**EXERCISE DIRECTIONS:** Report every line of the records below that contains the word "WHERE".

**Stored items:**

// SPDX-FileCopyrightText: 2026 Parley Contributors
// SPDX-License-Identifier: MIT OR Apache-2.0

//! Not-sent message shadow copies, keyed by local id.

use rusqlite::params;

use parley_core::{Message, ParleyError};

use crate::database::Database;

/// Insert or replace the shadow copy for a message's local id.
pub async fn upsert(db: &Database, user_key: &str, message: &Message) -> Result<(), ParleyError> {
    let user_key = user_key.to_string();
    let local_id = message.local_id;
    let body = serde_json::to_string(message).map_err(|e| ParleyError::Storage {
        source: Box::new(e),
    })?;
    db.connection()
        .call(move |conn| {
            conn.execute(
                "INSERT OR REPLACE INTO not_sent_messages (local_id, user_key, body)
                 VALUES (?1, ?2, ?3)",
                params![local_id, user_key, body],
            )?;
            Ok(())
        })
        .await
        .map_err(crate::database::map_tr_err)
}

/// Remove the shadow copy for a local id, if present.
pub async fn remove(db: &Database, user_key: &str, local_id: i64) -> Result<(), ParleyError> {
    let user_key = user_key.to_string();
    db.connection()
        .call(move |conn| {
            conn.execute(
                "DELETE FROM not_sent_messages WHERE local_id = ?1 AND user_key = ?2",
                params![local_id, user_key],
            )?;
            Ok(())
        })
        .await
        .map_err(crate::database::map_tr_err)
}

/// All shadow copies for the identity, oldest first.
pub async fn all(db: &Database, user_key: &str) -> Result<Vec<Message>, ParleyError> {
    let user_key = user_key.to_string();
    let bodies: Vec<String> = db
        .connection()
        .call(move |conn| {
            let mut stmt = conn.prepare(
                "SELECT body FROM not_sent_messages
                 WHERE user_key = ?1 ORDER BY created_at ASC, local_id DESC",
            )?;
            let rows = stmt.query_map(params![user_key], |row| row.get(0))?;
            let mut bodies = Vec::new();
            for row in rows {
                bodies.push(row?);
            }
            Ok(bodies)
        })
        .await
        .map_err(crate::database::map_tr_err)?;

    bodies
        .iter()
        .map(|body| {
            serde_json::from_str(body).map_err(|e| ParleyError::Storage {
                source: Box::new(e),
            })
        })
        .collect()
}

#[cfg(test)]
mod tests {
    use super::*;
    use parley_core::{Direction, Payload, SendStatus};
    use tempfile::tempdir;

    async fn setup_db() -> (Database, tempfile::TempDir) {
        let dir = tempdir().unwrap();
        let db = Database::open(&dir.path().join("test.db")).await.unwrap();
        (db, dir)
    }

    fn client_message(local_id: i64, text: &str) -> Message {
        Message {
            id: local_id,
            local_id,
            created_at: chrono::Utc::now(),
            direction: Direction::Client,
            payload: Payload::text(text.to_string(), text.to_string()),
            status: Some(SendStatus::Sending),
            agent: None,
        }
    }

    #[tokio::test]
    async fn upsert_replaces_row_with_same_local_id() {
        let (db, _dir) = setup_db().await;

        let first = client_message(-1, "hello");
        upsert(&db, "a@x||", &first).await.unwrap();

        let failed = first.with_status(SendStatus::SendFailed);
        upsert(&db, "a@x||", &failed).await.unwrap();

        let all = all(&db, "a@x||").await.unwrap();
        assert_eq!(all.len(), 1);
        assert_eq!(all[0].status, Some(SendStatus::SendFailed));

        db.close().await.unwrap();
    }

    #[tokio::test]
    async fn rows_are_scoped_by_identity() {
        let (db, _dir) = setup_db().await;

        upsert(&db, "a@x||", &client_message(-1, "from a")).await.unwrap();
        upsert(&db, "b@x||", &client_message(-1, "from b")).await.unwrap();

        let a = all(&db, "a@x||").await.unwrap();
        assert_eq!(a.len(), 1);
        assert!(matches!(&a[0].payload, Payload::Text { text, .. } if text == "from a"));

        remove(&db, "a@x||", -1).await.unwrap();
        assert!(all(&db, "a@x||").await.unwrap().is_empty());
        assert_eq!(all(&db, "b@x||").await.unwrap().len(), 1);

        db.close().await.unwrap();
    }

    #[tokio::test]
    async fn remove_of_unknown_id_is_noop() {
        let (db, _dir) = setup_db().await;
        remove(&db, "a@x||", -99).await.unwrap();
        db.close().await.unwrap();
    }
}
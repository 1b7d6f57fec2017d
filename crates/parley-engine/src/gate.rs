// SPDX-FileCopyrightText: 2026 Parley Contributors
// SPDX-License-Identifier: MIT OR Apache-2.0

//! First-message serialization gate.
//!
//! Until the server confirms the session is active, only one message may be
//! in flight: the first sender passes and closes the gate, later senders
//! park until the gate is released. The gate is re-armed on every connect
//! and released after a short grace period once an init handshake reports
//! an active status or once the first send succeeds; it is released
//! immediately when the first send fails.

use std::sync::Arc;
use std::time::Duration;

use tokio::sync::{Mutex, OwnedMutexGuard};
use tracing::trace;

#[derive(Default)]
struct GateInner {
    slot: Mutex<Option<Arc<Mutex<()>>>>,
    held: Mutex<Option<OwnedMutexGuard<()>>>,
}

pub struct FirstMessageGate {
    inner: Arc<GateInner>,
}

impl Default for FirstMessageGate {
    fn default() -> Self {
        Self::new()
    }
}

impl FirstMessageGate {
    pub fn new() -> Self {
        Self {
            inner: Arc::default(),
        }
    }

    /// Arms a fresh gate, releasing anything held by a previous connection.
    pub async fn arm(&self) {
        *self.inner.held.lock().await = None;
        *self.inner.slot.lock().await = Some(Arc::new(Mutex::new(())));
        trace!("first-message gate armed");
    }

    /// Called before every send. The first caller claims the gate and
    /// proceeds; subsequent callers wait here until release.
    pub async fn pass(&self) {
        let gate = self.inner.slot.lock().await.clone();
        let Some(gate) = gate else { return };
        match Arc::clone(&gate).try_lock_owned() {
            Ok(guard) => {
                trace!("first message in flight, gate closed");
                *self.inner.held.lock().await = Some(guard);
            }
            Err(_) => {
                trace!("waiting on first-message gate");
                drop(gate.lock().await);
            }
        }
    }

    /// Disarms the gate and wakes parked senders once `delay` elapses.
    /// Senders keep parking during the grace window.
    pub async fn release_after(&self, delay: Duration) {
        if self.inner.slot.lock().await.is_none() {
            return;
        }
        let inner = Arc::clone(&self.inner);
        tokio::spawn(async move {
            tokio::time::sleep(delay).await;
            *inner.slot.lock().await = None;
            *inner.held.lock().await = None;
            trace!("first-message gate released");
        });
    }

    /// Disarms the gate immediately. Used when the first send fails, so a
    /// retry is not deadlocked behind its own guard.
    pub async fn release_now(&self) {
        *self.inner.slot.lock().await = None;
        *self.inner.held.lock().await = None;
    }
}
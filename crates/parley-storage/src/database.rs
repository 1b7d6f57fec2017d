// SPDX-FileCopyrightText: 2026 Parley Contributors
// SPDX-License-Identifier: MIT OR Apache-2.0

//! Database connection management with PRAGMA setup, WAL mode, and lifecycle.
//!
//! All writes are serialized through tokio-rusqlite's single background
//! thread. Do NOT create additional Connection instances for writes.

use std::path::Path;

use tracing::debug;

use parley_core::ParleyError;

use crate::migrations;

/// Handle to the single-writer SQLite connection.
#[derive(Clone)]
pub struct Database {
    conn: tokio_rusqlite::Connection,
}

impl Database {
    /// Opens (or creates) the database at `path`, applies pragmas, and runs
    /// pending migrations.
    pub async fn open(path: &Path) -> Result<Self, ParleyError> {
        let conn = tokio_rusqlite::Connection::open(path)
            .await
            .map_err(|e| ParleyError::Storage {
                source: Box::new(e),
            })?;

        conn.call(|conn| {
            conn.execute_batch(
                "PRAGMA journal_mode = WAL;
                 PRAGMA synchronous = NORMAL;
                 PRAGMA busy_timeout = 5000;
                 PRAGMA foreign_keys = ON;",
            )?;
            migrations::run_migrations(conn)
                .map_err(|e| rusqlite::Error::UserFunctionError(Box::new(e)))?;
            Ok(())
        })
        .await
        .map_err(map_tr_err)?;

        debug!(path = %path.display(), "cache store database opened");
        Ok(Self { conn })
    }

    pub fn connection(&self) -> &tokio_rusqlite::Connection {
        &self.conn
    }

    /// Checkpoints the WAL and closes the connection.
    pub async fn close(&self) -> Result<(), ParleyError> {
        self.conn
            .call(|conn| {
                conn.execute_batch("PRAGMA wal_checkpoint(TRUNCATE);")?;
                Ok(())
            })
            .await
            .map_err(map_tr_err)?;
        debug!("WAL checkpoint complete");
        Ok(())
    }
}

/// Maps a tokio-rusqlite error into the storage error variant.
pub fn map_tr_err(e: tokio_rusqlite::Error) -> ParleyError {
    ParleyError::Storage {
        source: Box::new(e),
    }
}
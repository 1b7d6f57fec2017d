// SPDX-FileCopyrightText: 2026 Parley Contributors
// SPDX-License-Identifier: MIT OR Apache-2.0

//! Dynamic form model: a server-described set of fields attached to a
//! specific agent message, with local validation.

use serde::{Deserialize, Serialize};

/// Form lifecycle. `Loaded` may additionally carry per-field `has_error`
/// flags after validation.
#[derive(Debug, Clone, Copy, PartialEq, Eq, Serialize, Deserialize)]
pub enum FormState {
    NotLoaded,
    Loaded,
    Sending,
    Sent,
}

/// Validation flavor of a text field.
#[derive(Debug, Clone, Copy, PartialEq, Eq, Serialize, Deserialize)]
pub enum TextFieldKind {
    Plain,
    Email,
    Phone,
}

/// One selectable item of a list field. `parent_item_ids` restricts the item
/// to specific selections of the parent list.
#[derive(Debug, Clone, PartialEq, Eq, Serialize, Deserialize)]
pub struct ListItem {
    pub id: i64,
    pub name: String,
    pub parent_item_ids: Vec<i64>,
}

/// A single form field.
#[derive(Debug, Clone, PartialEq, Eq, Serialize, Deserialize)]
pub enum Field {
    Text {
        id: String,
        name: String,
        required: bool,
        kind: TextFieldKind,
        text: String,
        has_error: bool,
    },
    Checkbox {
        id: String,
        name: String,
        required: bool,
        checked: bool,
        has_error: bool,
    },
    List {
        id: String,
        name: String,
        required: bool,
        /// Id of the parent list field for hierarchical selects.
        parent_id: Option<String>,
        items: Vec<ListItem>,
        selected: Option<i64>,
        has_error: bool,
    },
}

impl Field {
    pub fn id(&self) -> &str {
        match self {
            Field::Text { id, .. } | Field::Checkbox { id, .. } | Field::List { id, .. } => id,
        }
    }

    pub fn required(&self) -> bool {
        match self {
            Field::Text { required, .. }
            | Field::Checkbox { required, .. }
            | Field::List { required, .. } => *required,
        }
    }

    pub fn has_error(&self) -> bool {
        match self {
            Field::Text { has_error, .. }
            | Field::Checkbox { has_error, .. }
            | Field::List { has_error, .. } => *has_error,
        }
    }

    /// Raw value as persisted in the flattened field-value map.
    pub fn stored_value(&self) -> Option<String> {
        match self {
            Field::Text { text, .. } => Some(text.trim().to_string()),
            Field::Checkbox { checked, .. } => Some(checked.to_string()),
            Field::List { selected, .. } => selected.map(|id| id.to_string()),
        }
    }

    /// Restores a persisted raw value into the field.
    pub fn restore_value(&mut self, value: &str) {
        match self {
            Field::Text { text, .. } => *text = value.to_string(),
            Field::Checkbox { checked, .. } => *checked = value == "true",
            Field::List { items, selected, .. } => {
                *selected = value
                    .parse::<i64>()
                    .ok()
                    .filter(|id| items.iter().any(|item| item.id == *id));
            }
        }
    }
}

/// A dynamic form keyed by the owning agent message id.
#[derive(Debug, Clone, PartialEq, Eq, Serialize, Deserialize)]
pub struct Form {
    /// Id of the agent message the form is attached to.
    pub id: i64,
    pub fields: Vec<Field>,
    pub state: FormState,
}

impl Form {
    pub fn new(message_id: i64, fields: Vec<Field>) -> Self {
        Self {
            id: message_id,
            fields,
            state: FormState::NotLoaded,
        }
    }

    /// Validates every field, returning a copy with `has_error` flags set.
    pub fn validate(&self) -> Form {
        let fields = self
            .fields
            .iter()
            .map(|field| {
                let mut field = field.clone();
                let valid = match &field {
                    Field::Checkbox { required, checked, .. } => !required || *checked,
                    Field::List { required, selected, .. } => !required || selected.is_some(),
                    Field::Text { required, kind, text, .. } => match kind {
                        TextFieldKind::Email => {
                            if *required {
                                is_valid_email(text)
                            } else {
                                text.is_empty() || is_valid_email(text)
                            }
                        }
                        TextFieldKind::Phone => {
                            if *required {
                                is_valid_phone(text)
                            } else {
                                text.is_empty() || is_valid_phone(text)
                            }
                        }
                        TextFieldKind::Plain => {
                            !required || text.chars().any(char::is_alphanumeric)
                        }
                    },
                };
                match &mut field {
                    Field::Text { has_error, .. }
                    | Field::Checkbox { has_error, .. }
                    | Field::List { has_error, .. } => *has_error = !valid,
                }
                field
            })
            .collect();
        Form {
            fields,
            ..self.clone()
        }
    }

    pub fn has_errors(&self) -> bool {
        self.fields.iter().any(Field::has_error)
    }

    /// Walks the parent/child chain starting from a root list field, in
    /// selection order. Used when serializing hierarchical selects.
    pub fn list_chain(&self, root_id: &str) -> Vec<&Field> {
        let mut chain = Vec::new();
        let mut current = self.fields.iter().find(|f| f.id() == root_id);
        while let Some(field @ Field::List { id, .. }) = current {
            chain.push(field);
            current = self.fields.iter().find(|f| {
                matches!(f, Field::List { parent_id: Some(p), .. } if p == id)
            });
        }
        chain
    }
}

fn is_valid_email(text: &str) -> bool {
    let Some((local, domain)) = text.split_once('@') else {
        return false;
    };
    !local.is_empty()
        && !domain.is_empty()
        && domain.contains('.')
        && !domain.starts_with('.')
        && !domain.ends_with('.')
        && !text.contains(char::is_whitespace)
}

fn is_valid_phone(text: &str) -> bool {
    let digits = text.chars().filter(char::is_ascii_digit).count();
    digits >= 7
        && text
            .chars()
            .all(|c| c.is_ascii_digit() || matches!(c, '+' | '-' | ' ' | '(' | ')'))
}
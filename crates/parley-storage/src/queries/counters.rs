// SPDX-FileCopyrightText: 2026 Parley Contributors
// SPDX-License-Identifier: MIT OR Apache-2.0

//! Named monotonic counters.
//!
//! Local message ids count downward from zero so they can never collide
//! with server-assigned ids, which are positive.

use rusqlite::params;

use parley_core::ParleyError;

use crate::database::Database;

pub const LOCAL_ID_COUNTER: &str = "local_message_id";

/// Decrements the named counter and returns the new value.
///
/// The first call on a fresh database returns -1. Decrement and read
/// happen in one transaction so concurrent callers never see the same id.
pub async fn next_down(db: &Database, name: &str) -> Result<i64, ParleyError> {
    let name = name.to_string();
    db.connection()
        .call(move |conn| {
            let tx = conn.transaction()?;
            tx.execute(
                "INSERT INTO counters (name, value) VALUES (?1, 0)
                 ON CONFLICT(name) DO NOTHING",
                params![name],
            )?;
            tx.execute(
                "UPDATE counters SET value = value - 1 WHERE name = ?1",
                params![name],
            )?;
            let value: i64 = tx.query_row(
                "SELECT value FROM counters WHERE name = ?1",
                params![name],
                |row| row.get(0),
            )?;
            tx.commit()?;
            Ok(value)
        })
        .await
        .map_err(crate::database::map_tr_err)
}
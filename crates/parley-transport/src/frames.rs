// SPDX-FileCopyrightText: 2026 Parley Contributors
// SPDX-License-Identifier: MIT OR Apache-2.0

//! Socket frame envelopes.
//!
//! Every frame is a JSON text message with a `type` tag. Incoming frames
//! with an unknown tag are logged and dropped rather than failing the
//! connection.

use serde::{Deserialize, Serialize};

use parley_codec::wire::{WireInit, WireMessage};

/// Server error codes carried in `error` frames.
pub const ERROR_CODE_TOKEN_REJECTED: i64 = 403;

/// Frames written by the client.
#[derive(Debug, Clone, Serialize)]
#[serde(tag = "type", rename_all = "snake_case")]
pub enum OutgoingFrame {
    /// Init handshake. Sent first on every (re)connect.
    ChatInit {
        #[serde(skip_serializing_if = "Option::is_none")]
        token: Option<String>,
        company_id: String,
        channel_id: String,
    },
    /// Text message tagged with the client-local id for echo matching.
    MessageSend { text: String, message_id: i64 },
    /// Feedback on an agent message. `data` is "LIKE" or "DISLIKE".
    FeedbackSend { message_id: i64, data: String },
}

/// Frames read from the server.
#[derive(Debug, Clone, Deserialize)]
#[serde(tag = "type", rename_all = "snake_case")]
pub enum IncomingFrame {
    /// Init handshake result.
    ChatInited(WireInit),
    /// A new live message.
    MessageNew { message: WireMessage },
    /// An in-place change to an existing message.
    MessageChanged { message: WireMessage },
    /// Feedback acknowledged.
    FeedbackSent,
    /// The client profile was accepted.
    ClientSet,
    /// Server-side failure. Code 403 means the session token was rejected.
    Error {
        code: Option<i64>,
        message: Option<String>,
    },
}
// SPDX-FileCopyrightText: 2026 Parley Contributors
// SPDX-License-Identifier: MIT OR Apache-2.0

//! App-private cache for attachments pending upload.
//!
//! Caller-supplied files may live behind revocable grants (content
//! providers, temp dirs), so we copy them into our own directory and
//! upload from the copy.

use std::path::{Path, PathBuf};

use tokio::fs;
use tracing::debug;
use uuid::Uuid;

use parley_core::ParleyError;

/// File cache rooted at a directory under the app's data dir.
pub struct FileCache {
    root: PathBuf,
}

impl FileCache {
    pub async fn new(root: PathBuf) -> Result<Self, ParleyError> {
        fs::create_dir_all(&root).await?;
        Ok(Self { root })
    }

    /// Copies `source` into the cache under a unique name, keeping the
    /// original file name as a suffix so uploads preserve it.
    pub async fn cache(&self, source: &str) -> Result<String, ParleyError> {
        let source = Path::new(source);
        let file_name = source
            .file_name()
            .and_then(|n| n.to_str())
            .ok_or_else(|| ParleyError::Config(format!("invalid file path: {}", source.display())))?;
        let cached = self.root.join(format!("{}_{file_name}", Uuid::new_v4()));
        fs::copy(source, &cached).await?;
        debug!(source = %source.display(), cached = %cached.display(), "attachment cached");
        Ok(cached.to_string_lossy().into_owned())
    }

    /// Removes a cached copy. Missing files are not an error; the upload
    /// may have been retried after a partial cleanup.
    pub async fn remove(&self, cached: &str) -> Result<(), ParleyError> {
        let cached = Path::new(cached);
        if !cached.starts_with(&self.root) {
            return Err(ParleyError::Config(format!(
                "path outside file cache: {}",
                cached.display()
            )));
        }
        match fs::remove_file(cached).await {
            Ok(()) => Ok(()),
            Err(e) if e.kind() == std::io::ErrorKind::NotFound => Ok(()),
            Err(e) => Err(e.into()),
        }
    }
}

**RESULT FOR THIS TASK:**
                "DELETE FROM not_sent_messages WHERE local_id = ?1 AND user_key = ?2",
                 WHERE user_key = ?1 ORDER BY created_at ASC, local_id DESC",
                "UPDATE counters SET value = value - 1 WHERE name = ?1",
                "SELECT value FROM counters WHERE name = ?1",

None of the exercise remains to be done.